# AVAILABLE DATA
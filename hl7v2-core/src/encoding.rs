//! Byte input → text.
//!
//! Detection works on byte patterns only: a UTF-8 byte-order mark selects
//! UTF-8, 7-bit clean input is ASCII, and anything else is read as Latin-1,
//! which maps every byte and so never fails.

use std::borrow::Cow;

use crate::config::CharacterEncoding;
use crate::error::{Error, Result};

const UTF8_BOM: &[u8] = b"\xEF\xBB\xBF";

/// Pick an encoding for `bytes` by inspecting them.
pub fn detect(bytes: &[u8]) -> CharacterEncoding {
    if bytes.starts_with(UTF8_BOM) {
        CharacterEncoding::Utf8
    } else if bytes.is_ascii() {
        CharacterEncoding::Ascii
    } else {
        CharacterEncoding::Latin1
    }
}

/// `encoding` with `AutoDetect` resolved against `bytes`.
pub fn resolve(bytes: &[u8], encoding: CharacterEncoding) -> CharacterEncoding {
    match encoding {
        CharacterEncoding::AutoDetect => detect(bytes),
        fixed => fixed,
    }
}

/// True when text in `encoding` can be borrowed from the input bytes.
pub fn is_borrowable(encoding: CharacterEncoding) -> bool {
    matches!(encoding, CharacterEncoding::Utf8 | CharacterEncoding::Ascii)
}

/// Decode `bytes` with `encoding`, resolving `AutoDetect` first.
///
/// Returns the text and the encoding actually used. A leading UTF-8 BOM is
/// stripped. UTF-8 and ASCII input is borrowed; Latin-1 allocates.
pub fn decode(bytes: &[u8], encoding: CharacterEncoding) -> Result<(Cow<'_, str>, CharacterEncoding)> {
    let encoding = resolve(bytes, encoding);
    let text = match borrowed(bytes, encoding)? {
        Some(text) => Cow::Borrowed(text),
        None => Cow::Owned(bytes.iter().map(|&b| char::from(b)).collect()),
    };
    Ok((text, encoding))
}

/// Decode into a caller-provided buffer, appending to it.
///
/// Latin-1 is transcoded straight into `out`, so a pooled buffer is the only
/// allocation.
pub fn decode_into(bytes: &[u8], encoding: CharacterEncoding, out: &mut String) -> Result<CharacterEncoding> {
    let encoding = resolve(bytes, encoding);
    match borrowed(bytes, encoding)? {
        Some(text) => out.push_str(text),
        None => {
            out.reserve(bytes.len());
            out.extend(bytes.iter().map(|&b| char::from(b)));
        }
    }
    Ok(encoding)
}

/// Validated text for the borrowable encodings, `None` for Latin-1.
fn borrowed(bytes: &[u8], encoding: CharacterEncoding) -> Result<Option<&str>> {
    match encoding {
        CharacterEncoding::Utf8 => {
            let body = bytes.strip_prefix(UTF8_BOM).unwrap_or(bytes);
            std::str::from_utf8(body)
                .map(Some)
                .map_err(|e| Error::InvalidEncoding {
                    encoding: encoding.name(),
                    offset: e.valid_up_to(),
                })
        }
        CharacterEncoding::Ascii => {
            if let Some(offset) = bytes.iter().position(|b| !b.is_ascii()) {
                return Err(Error::InvalidEncoding {
                    encoding: encoding.name(),
                    offset,
                });
            }
            // ASCII is valid UTF-8.
            Ok(Some(std::str::from_utf8(bytes).unwrap_or_default()))
        }
        CharacterEncoding::Latin1 | CharacterEncoding::AutoDetect => Ok(None),
    }
}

# WHAT IS BEING ASKED
Reproduce every record exactly, line by line.

# ANSWER TO THE PROBLEM
filename hl7v2-core/src/encoding.rs
//! Byte input → text.
//!
//! Detection works on byte patterns only: a UTF-8 byte-order mark selects
//! UTF-8, 7-bit clean input is ASCII, and anything else is read as Latin-1,
//! which maps every byte and so never fails.

use std::borrow::Cow;

use crate::config::CharacterEncoding;
use crate::error::{Error, Result};

const UTF8_BOM: &[u8] = b"\xEF\xBB\xBF";

/// Pick an encoding for `bytes` by inspecting them.
pub fn detect(bytes: &[u8]) -> CharacterEncoding {
    if bytes.starts_with(UTF8_BOM) {
        CharacterEncoding::Utf8
    } else if bytes.is_ascii() {
        CharacterEncoding::Ascii
    } else {
        CharacterEncoding::Latin1
    }
}

/// `encoding` with `AutoDetect` resolved against `bytes`.
pub fn resolve(bytes: &[u8], encoding: CharacterEncoding) -> CharacterEncoding {
    match encoding {
        CharacterEncoding::AutoDetect => detect(bytes),
        fixed => fixed,
    }
}

/// True when text in `encoding` can be borrowed from the input bytes.
pub fn is_borrowable(encoding: CharacterEncoding) -> bool {
    matches!(encoding, CharacterEncoding::Utf8 | CharacterEncoding::Ascii)
}

/// Decode `bytes` with `encoding`, resolving `AutoDetect` first.
///
/// Returns the text and the encoding actually used. A leading UTF-8 BOM is
/// stripped. UTF-8 and ASCII input is borrowed; Latin-1 allocates.
pub fn decode(bytes: &[u8], encoding: CharacterEncoding) -> Result<(Cow<'_, str>, CharacterEncoding)> {
    let encoding = resolve(bytes, encoding);
    let text = match borrowed(bytes, encoding)? {
        Some(text) => Cow::Borrowed(text),
        None => Cow::Owned(bytes.iter().map(|&b| char::from(b)).collect()),
    };
    Ok((text, encoding))
}

/// Decode into a caller-provided buffer, appending to it.
///
/// Latin-1 is transcoded straight into `out`, so a pooled buffer is the only
/// allocation.
pub fn decode_into(bytes: &[u8], encoding: CharacterEncoding, out: &mut String) -> Result<CharacterEncoding> {
    let encoding = resolve(bytes, encoding);
    match borrowed(bytes, encoding)? {
        Some(text) => out.push_str(text),
        None => {
            out.reserve(bytes.len());
            out.extend(bytes.iter().map(|&b| char::from(b)));
        }
    }
    Ok(encoding)
}

/// Validated text for the borrowable encodings, `None` for Latin-1.
fn borrowed(bytes: &[u8], encoding: CharacterEncoding) -> Result<Option<&str>> {
    match encoding {
        CharacterEncoding::Utf8 => {
            let body = bytes.strip_prefix(UTF8_BOM).unwrap_or(bytes);
            std::str::from_utf8(body)
                .map(Some)
                .map_err(|e| Error::InvalidEncoding {
                    encoding: encoding.name(),
                    offset: e.valid_up_to(),
                })
        }
        CharacterEncoding::Ascii => {
            if let Some(offset) = bytes.iter().position(|b| !b.is_ascii()) {
                return Err(Error::InvalidEncoding {
                    encoding: encoding.name(),
                    offset,
                });
            }
            // ASCII is valid UTF-8.
            Ok(Some(std::str::from_utf8(bytes).unwrap_or_default()))
        }
        CharacterEncoding::Latin1 | CharacterEncoding::AutoDetect => Ok(None),
    }
}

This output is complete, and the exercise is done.